**Description of the task**
Give back the entries exactly, ending with the "with a bot." line.

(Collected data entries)
────────────────
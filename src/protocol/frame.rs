//! Wire envelope and line codec.
//!
//! One JSON object per line. Control frames carry the handshake, room
//! management and heartbeats; `data` frames carry [`RawMessage`]s for a
//! specific match.

use super::codec::{ProtocolError, RawMessage};
use bytes::BytesMut;
use serde::{Deserialize, Serialize};
use tokio_util::codec::{Decoder, Encoder, LinesCodec, LinesCodecError};

/// Longest line accepted from a peer.
pub const MAX_LINE_LENGTH: usize = 64 * 1024;

/// Bot difficulty, forwarded to the host without interpretation.
#[derive(
    Debug,
    Clone,
    Copy,
    Default,
    PartialEq,
    Eq,
    Hash,
    Serialize,
    Deserialize,
    strum::Display,
    strum::EnumString,
)]
#[serde(rename_all = "lowercase")]
#[strum(serialize_all = "lowercase", ascii_case_insensitive)]
pub enum Difficulty {
    /// Easy.
    Easy,
    /// Medium.
    #[default]
    Medium,
    /// Hard.
    Hard,
}

/// Entry returned by room discovery.
#[derive(Debug, Clone, PartialEq, Eq, Serialize, Deserialize, derive_new::new)]
pub struct RoomSummary {
    /// Host-assigned match id.
    pub match_id: String,
    /// Seated participants.
    pub occupancy: usize,
}

/// Everything that travels over a link.
#[derive(Debug, Clone, PartialEq, Serialize, Deserialize)]
#[serde(tag = "type", rename_all = "snake_case")]
pub enum Frame {
    /// First client frame; presents the opaque credential.
    Authenticate {
        /// Credential token.
        token: String,
    },
    /// Handshake accepted.
    Welcome {
        /// Host-side identity of this connection.
        user_id: String,
    },
    /// Open a new match.
    Create {
        /// Fill the second seat with a bot.
        vs_bot: bool,
        /// Bot difficulty.
        #[serde(default, skip_serializing_if = "Option::is_none")]
        difficulty: Option<Difficulty>,
    },
    /// Take a seat in an existing match.
    Join {
        /// Match to join.
        match_id: String,
    },
    /// Leave the current match.
    Leave,
    /// A request was refused.
    Rejected {
        /// Human-readable reason.
        reason: String,
    },
    /// Ask for open rooms.
    ListRooms,
    /// Room listing.
    Rooms {
        /// Known rooms.
        rooms: Vec<RoomSummary>,
    },
    /// Heartbeat probe.
    Ping,
    /// Heartbeat reply.
    Pong,
    /// Match message.
    Data {
        /// Match the message belongs to.
        match_id: String,
        /// Numeric op code.
        op_code: u8,
        /// Structured payload.
        #[serde(default)]
        payload: serde_json::Value,
    },
}

impl Frame {
    /// Wraps a raw match message for `match_id`.
    pub fn data(match_id: impl Into<String>, raw: RawMessage) -> Self {
        Frame::Data {
            match_id: match_id.into(),
            op_code: raw.op_code,
            payload: raw.payload,
        }
    }

    /// Short name for logging.
    pub fn kind(&self) -> &'static str {
        match self {
            Frame::Authenticate { .. } => "authenticate",
            Frame::Welcome { .. } => "welcome",
            Frame::Create { .. } => "create",
            Frame::Join { .. } => "join",
            Frame::Leave => "leave",
            Frame::Rejected { .. } => "rejected",
            Frame::ListRooms => "list_rooms",
            Frame::Rooms { .. } => "rooms",
            Frame::Ping => "ping",
            Frame::Pong => "pong",
            Frame::Data { .. } => "data",
        }
    }
}

/// Serializes a frame to a single line (without the newline).
pub fn encode_line(frame: &Frame) -> Result<String, ProtocolError> {
    serde_json::to_string(frame).map_err(|e| ProtocolError::Encode(e.to_string()))
}

/// Parses one line into a frame.
pub fn decode_line(line: &str) -> Result<Frame, ProtocolError> {
    serde_json::from_str(line).map_err(|e| ProtocolError::GarbledFrame(e.to_string()))
}

/// `tokio_util` codec for newline-delimited JSON frames.
///
/// A line that is not a valid frame decodes to `Some(Err(_))` and the stream
/// continues with the next line.
#[derive(Debug, Clone)]
pub struct FrameCodec {
    lines: LinesCodec,
}

impl FrameCodec {
    /// Creates a codec with the default line limit.
    pub fn new() -> Self {
        Self {
            lines: LinesCodec::new_with_max_length(MAX_LINE_LENGTH),
        }
    }
}

impl Default for FrameCodec {
    fn default() -> Self {
        Self::new()
    }
}

impl Decoder for FrameCodec {
    type Item = Result<Frame, ProtocolError>;
    type Error = LinesCodecError;

    fn decode(&mut self, src: &mut BytesMut) -> Result<Option<Self::Item>, Self::Error> {
        let line = self.lines.decode(src);
        skip_long_line(line)
    }

    fn decode_eof(&mut self, src: &mut BytesMut) -> Result<Option<Self::Item>, Self::Error> {
        let line = self.lines.decode_eof(src);
        skip_long_line(line)
    }
}

/// `LinesCodec` discards the rest of an over-long line on its own, so the
/// overflow becomes an item error and the stream stays usable.
fn skip_long_line(
    line: Result<Option<String>, LinesCodecError>,
) -> Result<Option<Result<Frame, ProtocolError>>, LinesCodecError> {
    match line {
        Ok(line) => Ok(line.map(|line| decode_line(&line))),
        Err(LinesCodecError::MaxLineLengthExceeded) => Ok(Some(Err(ProtocolError::GarbledFrame(
            format!("line longer than {} bytes", MAX_LINE_LENGTH),
        )))),
        Err(e) => Err(e),
    }
}

impl Encoder<Frame> for FrameCodec {
    type Error = LinesCodecError;

    fn encode(&mut self, frame: Frame, dst: &mut BytesMut) -> Result<(), Self::Error> {
        let line = encode_line(&frame).map_err(|e| {
            LinesCodecError::Io(std::io::Error::new(
                std::io::ErrorKind::InvalidData,
                e.to_string(),
            ))
        })?;
        self.lines.encode(line, dst)
    }
}
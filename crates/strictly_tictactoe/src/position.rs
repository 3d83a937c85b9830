//! Named board positions.
//!
//! Every layer addresses cells with a single row-major index (0-8).
//! `Position` is the checked form of that index.

use super::types::Board;
use serde::{Deserialize, Serialize};
use strum::IntoEnumIterator;

/// A cell on the board, numbered row-major from the top-left.
#[derive(
    Debug,
    Clone,
    Copy,
    PartialEq,
    Eq,
    Hash,
    Serialize,
    Deserialize,
    strum::Display,
    strum::EnumIter,
    strum::FromRepr,
)]
#[strum(serialize_all = "title_case")]
#[repr(usize)]
pub enum Position {
    /// Cell 0.
    TopLeft,
    /// Cell 1.
    TopCenter,
    /// Cell 2.
    TopRight,
    /// Cell 3.
    MiddleLeft,
    /// Cell 4.
    Center,
    /// Cell 5.
    MiddleRight,
    /// Cell 6.
    BottomLeft,
    /// Cell 7.
    BottomCenter,
    /// Cell 8.
    BottomRight,
}

impl Position {
    /// Row-major index.
    pub fn to_index(self) -> usize {
        self as usize
    }

    /// `None` past the last cell.
    pub fn from_index(index: usize) -> Option<Self> {
        Self::from_repr(index)
    }

    /// Parses a 1-based cell number as typed by a player ("1".."9").
    pub fn from_cell_number(s: &str) -> Option<Self> {
        let n = s.trim().parse::<usize>().ok()?;
        n.checked_sub(1).and_then(Self::from_index)
    }

    /// Empty cells in index order.
    pub fn valid_moves(board: &Board) -> Vec<Position> {
        Self::iter()
            .filter(|pos| board.is_empty(pos.to_index()))
            .collect()
    }
}
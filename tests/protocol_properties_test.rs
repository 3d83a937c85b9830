//! Property-based tests for the match protocol decoders.

use proptest::prelude::*;
use serde_json::{Value, json};
use strictly_match::{
    Board, Frame, JoinAck, Mark, MatchEnd, MatchMessage, MoveIntent, OpCode, Outcome,
    PresenceChange, ProtocolError, RawMessage, Square, StateUpdate, decode, decode_line, encode,
    encode_line,
};

fn arb_payload() -> impl Strategy<Value = Value> {
    let leaf = prop_oneof![
        Just(Value::Null),
        any::<bool>().prop_map(Value::from),
        any::<i64>().prop_map(Value::from),
        "[a-zA-Z0-9 ]{0,12}".prop_map(Value::from),
    ];
    leaf.prop_recursive(3, 24, 4, |inner| {
        prop_oneof![
            prop::collection::vec(inner.clone(), 0..10).prop_map(Value::from),
            prop::collection::btree_map("[a-z_]{1,10}", inner, 0..4)
                .prop_map(|map| json!(map)),
        ]
    })
}

fn arb_mark() -> impl Strategy<Value = Mark> {
    prop_oneof![Just(Mark::X), Just(Mark::O)]
}

fn arb_board() -> impl Strategy<Value = Board> {
    prop::array::uniform9(0u8..3).prop_map(|codes| {
        Board::from_squares(codes.map(|c| Square::try_from(c).unwrap_or(Square::Empty)))
    })
}

fn arb_outcome() -> impl Strategy<Value = Outcome> {
    prop_oneof![
        arb_mark().prop_map(Outcome::Won),
        Just(Outcome::Draw),
        Just(Outcome::Aborted),
        Just(Outcome::Error),
    ]
}

fn arb_message() -> impl Strategy<Value = MatchMessage> {
    prop_oneof![
        (0usize..9).prop_map(|cell| MatchMessage::from(MoveIntent::new(cell))),
        arb_mark().prop_map(|mark| MatchMessage::from(JoinAck::new(mark))),
        arb_outcome().prop_map(|outcome| MatchMessage::from(MatchEnd::new(outcome))),
        (arb_board(), arb_mark(), prop::option::of(any::<u64>()))
            .prop_map(|(board, turn, seq)| MatchMessage::from(StateUpdate::new(board, turn, seq))),
        ("[a-z0-9-]{1,24}", any::<bool>())
            .prop_map(|(player, joined)| MatchMessage::from(PresenceChange::new(player, joined))),
    ]
}

/// Property: every message decodes back to itself, directly and inside a
/// data frame line.
#[test]
fn prop_messages_survive_the_wire() {
    proptest!(|(message in arb_message(), match_id in "[a-z0-9-]{1,16}")| {
        let raw = encode(&message).expect("encodable");
        prop_assert_eq!(raw.op_code, message.op_code().code());
        prop_assert_eq!(&decode(&raw).expect("decodable"), &message);

        let line = encode_line(&Frame::data(match_id.clone(), raw)).expect("encodable frame");
        let Ok(Frame::Data { match_id: id, op_code, payload }) = decode_line(&line) else {
            panic!("expected data frame from {}", line);
        };
        prop_assert_eq!(id, match_id);
        prop_assert_eq!(decode(&RawMessage { op_code, payload }).expect("decodable"), message);
    });
}

/// Property: op codes outside the closed set are always malformed,
/// whatever the payload.
#[test]
fn prop_unknown_op_code_is_malformed() {
    proptest!(|(op_code in 6u8.., payload in arb_payload())| {
        let result = decode(&RawMessage { op_code, payload });
        let is_malformed = matches!(result, Err(ProtocolError::MalformedMessage { .. }));
        prop_assert!(is_malformed);
    });
}

/// Property: decoding arbitrary payloads for known op codes returns a
/// message with that op code or an error, never anything else.
#[test]
fn prop_decode_keeps_op_code() {
    proptest!(|(op_code in 1u8..=5, payload in arb_payload())| {
        if let Ok(message) = decode(&RawMessage { op_code, payload }) {
            prop_assert_eq!(message.op_code().code(), op_code);
            prop_assert_eq!(OpCode::from_code(op_code), Some(message.op_code()));
        }
    });
}

/// Property: no input line makes the frame decoder panic.
#[test]
fn prop_garbled_lines_never_panic() {
    proptest!(|(line in ".{0,200}")| {
        let _ = decode_line(&line);
    });
}
//! Game rules for tic-tac-toe.
//!
//! Pure functions over board values, kept apart from board storage so the
//! engine and remote hosts evaluate boards the same way.

pub mod draw;
pub mod win;

pub use draw::{is_draw, is_full};
pub use win::{LINES, check_winner};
────────────────
**Answer box**
filename src/protocol/frame.rs
//! Wire envelope and line codec.
//!
//! One JSON object per line. Control frames carry the handshake, room
//! management and heartbeats; `data` frames carry [`RawMessage`]s for a
//! specific match.

use super::codec::{ProtocolError, RawMessage};
use bytes::BytesMut;
use serde::{Deserialize, Serialize};
use tokio_util::codec::{Decoder, Encoder, LinesCodec, LinesCodecError};

/// Longest line accepted from a peer.
pub const MAX_LINE_LENGTH: usize = 64 * 1024;

/// Bot difficulty, forwarded to the host without interpretation.
#[derive(
    Debug,
    Clone,
    Copy,
    Default,
    PartialEq,
    Eq,
    Hash,
    Serialize,
    Deserialize,
    strum::Display,
    strum::EnumString,
)]
#[serde(rename_all = "lowercase")]
#[strum(serialize_all = "lowercase", ascii_case_insensitive)]
pub enum Difficulty {
    /// Easy.
    Easy,
    /// Medium.
    #[default]
    Medium,
    /// Hard.
    Hard,
}

/// Entry returned by room discovery.
#[derive(Debug, Clone, PartialEq, Eq, Serialize, Deserialize, derive_new::new)]
pub struct RoomSummary {
    /// Host-assigned match id.
    pub match_id: String,
    /// Seated participants.
    pub occupancy: usize,
}

/// Everything that travels over a link.
#[derive(Debug, Clone, PartialEq, Serialize, Deserialize)]
#[serde(tag = "type", rename_all = "snake_case")]
pub enum Frame {
    /// First client frame; presents the opaque credential.
    Authenticate {
        /// Credential token.
        token: String,
    },
    /// Handshake accepted.
    Welcome {
        /// Host-side identity of this connection.
        user_id: String,
    },
    /// Open a new match.
    Create {
        /// Fill the second seat with a bot.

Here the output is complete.